Римас Туминас: Нежная сила театра
Успех пришел к нему довольно рано… В 1979 году недавний выпускник ГИТИСа, начинающий режиссер Римас Туминас ставит в Москве на сцене Театра им. Станиславского спектакль «Мелодия для павлина» Заградника, горячо встреченный публикой и критикой. Сразу же после шумной премьеры Туминас уезжает в Литву, где шаг за шагом начинает постигать профессию режиссера. С ее неизбежными взлетами и падениями, восторгами и разочарованиями, с ее постоянным стремлением к совершенству.
Совершенству формы, без которой Римас Туминас не мыслит современного театра. Лауреат Государственной премии РФ, обладатель «Золотой маски» за «Маскарад» Лермонтова в Малом театре Вильнюса («лучший зарубежный спектакль»), Римас Туминас не останавливается на достигнутом и не перестает удивлять своих поклонников парадоксальными, неожиданными сценическими интерпретациями классических и современных произведений. В «Современнике» с успехом идут его спектакли «Играем… Шиллера!» и «Горе от ума». В Театре им. Вахтангова в 2002 г. Туминас поставил гоголевского «Ревизора» — спектакль был признан одним из лучших в Москве, в прошлом театральном сезоне выпустил «Троила и Крессиду» Шекспира и драму «Последние луны», также высоко оцененные критикой. Настоящим достижением режиссера и художественного руководителя Вахтанговского театра стала недавняя премьера «Дяди Вани» Чехова…
Римас Туминас:
«Ощущение детства связано с сиротством. Нам кажется, что нас окружают друзья, учителя, родители, весь мир — но одиночество уже прорастает, оно неизбежно. Одним из моих миров в детстве был старый шкаф. Я залезал туда, там пахло платьями матери. Они развевались от открытия дверцы. Они очаровывали — легкие, женственные платья послевоенных лет. Они даже возбуждали страх в этой замкнутой темноте. В детстве мы подсознательно ищем страх. Залезаем в шкаф, на чердак, в подвал и содрогаемся от воображаемых опасностей. Это природа, я думаю, готовит нас к одиночеству. В детстве мы ищем страх, не осознавая, что таким образом природа уже начала учить и готовить нас к одиночеству. А одиночество — к смерти. Театр вошел в мою жизнь как-то незаметно. До восемнадцати лет я жил в деревне. Кем только не был. В шесть лет я уже придумывал себе самые разные профессии Я, почему-то не зная и не понимая, что такое театр, устроил его в деревне. Был сарай, там сделал сцену. Занавес повесил и разыгрывал какие-то фольклорные сценки. Потому, наверное, что часто неосознанно наблюдал за всякими деревенскими праздниками.

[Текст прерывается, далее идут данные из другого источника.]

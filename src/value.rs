//! RESP value types
//!
//! [`Value`] is a single decoded protocol value. Raw bulk payloads use
//! `Bytes`, which in raw mode is a reference-counted view into the
//! decoder's accumulation buffer rather than a copy.

use std::fmt;

use bytes::Bytes;

/// Name given to error replies whose line carries no leading token
pub const DEFAULT_ERROR_NAME: &str = "Error";

/// A single RESP value.
#[derive(Debug, Clone, PartialEq, Eq)]
pub enum Value {
    /// Null bulk (`$-1\r\n`) or null array (`*-1\r\n`).
    Null,

    /// Simple string, e.g. `+OK\r\n`.
    Simple(String),

    /// Error reply, e.g. `-ERR unknown command\r\n`.
    Error(ErrorReply),

    /// 64-bit signed integer, e.g. `:42\r\n`.
    Integer(i64),

    /// Length-prefixed payload, e.g. `$5\r\nhello\r\n`.
    Bulk(Bulk),

    /// Ordered array of values, e.g. `*2\r\n:1\r\n:2\r\n`.
    Array(Vec<Value>),
}

impl Value {
    /// Text bulk value.
    pub fn bulk(text: impl Into<String>) -> Self {
        Value::Bulk(Bulk::Text(text.into()))
    }

    /// Raw bulk value.
    pub fn raw(bytes: impl Into<Bytes>) -> Self {
        Value::Bulk(Bulk::Raw(bytes.into()))
    }

    pub fn simple(text: impl Into<String>) -> Self {
        Value::Simple(text.into())
    }

    /// Returns `true` if this is a null value.
    pub fn is_null(&self) -> bool {
        matches!(self, Value::Null)
    }

    pub fn as_integer(&self) -> Option<i64> {
        match self {
            Value::Integer(n) => Some(*n),
            _ => None,
        }
    }

    /// Bytes of a simple string or bulk.
    pub fn as_bytes(&self) -> Option<&[u8]> {
        match self {
            Value::Simple(s) => Some(s.as_bytes()),
            Value::Bulk(b) => Some(b.as_bytes()),
            _ => None,
        }
    }

    pub fn as_array(&self) -> Option<&[Value]> {
        match self {
            Value::Array(items) => Some(items),
            _ => None,
        }
    }
}

/// Bulk payload, materialized as text or raw bytes depending on decoder mode.
///
/// Equality compares content only: `Text("abc") == Raw(b"abc")`.
#[derive(Debug, Clone)]
pub enum Bulk {
    Text(String),
    Raw(Bytes),
}

impl Bulk {
    pub fn as_bytes(&self) -> &[u8] {
        match self {
            Bulk::Text(s) => s.as_bytes(),
            Bulk::Raw(b) => b,
        }
    }

    pub fn len(&self) -> usize {
        self.as_bytes().len()
    }

    pub fn is_empty(&self) -> bool {
        self.len() == 0
    }

    /// Copies the payload into owned bytes (a cheap clone for raw bulks).
    pub fn to_bytes(&self) -> Bytes {
        match self {
            Bulk::Text(s) => Bytes::copy_from_slice(s.as_bytes()),
            Bulk::Raw(b) => b.clone(),
        }
    }
}

impl PartialEq for Bulk {
    fn eq(&self, other: &Self) -> bool {
        self.as_bytes() == other.as_bytes()
    }
}

impl Eq for Bulk {}

/// An error reply: a leading name token and a message.
#[derive(Debug, Clone, PartialEq, Eq)]
pub struct ErrorReply {
    pub name: String,
    pub message: String,
}

impl ErrorReply {
    pub fn new(name: impl Into<String>, message: impl Into<String>) -> Self {
        Self {
            name: name.into(),
            message: message.into(),
        }
    }

    /// Splits an error line into name and message.
    ///
    /// The name is the text before the first space when it is a non-empty,
    /// whitespace-free token followed by a non-empty message. Any other line
    /// gets [`DEFAULT_ERROR_NAME`] and keeps the whole line as its message.
    pub fn from_line(line: &str) -> Self {
        if let Some((name, message)) = line.split_once(' ') {
            if !name.is_empty() && !name.contains(char::is_whitespace) && !message.is_empty() {
                return Self::new(name, message);
            }
        }
        Self::new(DEFAULT_ERROR_NAME, line)
    }
}

impl fmt::Display for ErrorReply {
    fn fmt(&self, f: &mut fmt::Formatter<'_>) -> fmt::Result {
        write!(f, "{} {}", self.name, self.message)
    }
}

impl std::error::Error for ErrorReply {}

Однажды в мою жизнь незаметно вкрался кинематограф. В деревню иногда привозили фильмы, и я пробирался и смотрел. Потом даже стал киномехаником. Но вначале был мотористом передвижного кино. В четырнадцать я овладел этим делом. Привозили фильмы, я загружал их в повозку и ездил по деревням со всей аппаратурой. Часто отправлялся на дальний хутор за озеро. Там разгружался, готовился, ждал вечера и показывал фильмы. Я влюблялся в знаменитых актеров, часто подражал им. И вот однажды, когда я уже заканчивал учебу, мать прочитала в газете, что ведется дополнительный прием в Литовскую консерваторию на факультет режиссеров телевидения. Я, конечно, не знал ничего о профессии, но приехал туда поступать. Был очень неуверен. Но меня приняли, правда, условно. Сказали, что мы не знаем, кто вы, что вы можете, но посмотрим, поучитесь полгода.
А в деревне, когда мне исполнилось восемнадцать лет, я подумывал жениться, потому что у меня было хозяйство, огород, было трудно жить, и я уже хотел иметь жену. О любви тогда не думал, просто должна быть жена, чтобы с хозяйством управляться. Я тогда себя ощущал уже пожилым человеком, даже старым. Сейчас смешно об этом вспоминать. Но так и было. Однако я все-таки остался в городе.
Мне учиться очень понравилось, начал усердно заниматься, и уже тогда рядом со мной появилась книга Чехова. Закончив четыре курса Консерватории, я решил ехать в Москву, учиться дальше… Принимал меня в ГИТИС Иосиф Михайлович Туманов. Он спросил меня: «Для чего вы поступаете?» Я ответил: «Хочу научиться ставить Чехова. Вот всего Чехова поставлю, и мне больше ничего не надо! Вернусь назад». Вот так Чехов привел меня в театр.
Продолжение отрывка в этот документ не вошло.